Answer me this, how is it that I am not scared by fertility treatments, but the dentist scares the living shit out of me?
I had to go in yesterday for a deep scale cleaning. They numbed my whole mouth which gives me anxiety. I hate not having control of things. I must say that my teeth look really awesome today. My dentist said if I come every three months that it will always just be maintenance and no numbing again. I think I am at the point in my life to start up keep. All these years I only go when I need a tooth pulled or cavity filled. Amazingly I have only had two teeth pulled besides my wisdom teeth. That may seem like a lot to most people, but I have only been to a dentist about 8 times my whole life and I am 37. The dentist was actually pretty impressed on how good of condition my teeth were. No cavities either. So today even though my mouth is sore, my teeth are sparkling white and no more tea stains.
Don't get me wrong though.

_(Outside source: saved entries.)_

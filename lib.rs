// Copyright © 2023 David Caldwell <david@porkrind.org>

pub mod block;
pub mod error;
pub mod fdc;
pub mod fs;
pub mod ops;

I am still scared shitless of the dentist. I am not scared of needles or the shots, those don't bother me at all. It is the metal against my teeth, that freaks the hell out of me. Which makes me wonder if I went to the dentist like I did the RE, if I would get used to the treatments and it would be a walk in the park? Maybe I should ask if I can come in a few times a week for a few years, LOL. I know that I would have the best teeth ever and probably a special little "customer of the year" award.
In crafting news, I have one more baby boy blanket I need to quilt and finish. Think I will do that again this weekend. I have a set of twin blankets to do for a VERY special blogger friend. I am just waiting to see what they are going to be. I am hoping both girls because I
need want to make more girl quilts, they are so cute! I seriously never knew how rewarding it is to do something for other people and not expect anything back in return. I won't lie, I have always considered myself a selfish person and haven't really done anything for other without expecting something in return. This was until I suffered through infertility and then I noticed there was so much more in life then ourselves and selfishness needed to be gone. Maybe I am still being selfish because it makes me feel so good to do this.
Here is a quilt I am debating on doing. I am not really feeling it, but my husband seems to think it will turn out awesome when I am finished:
OH! Before I forget, I had my hair done this weekend and ALL the gray is gone!!!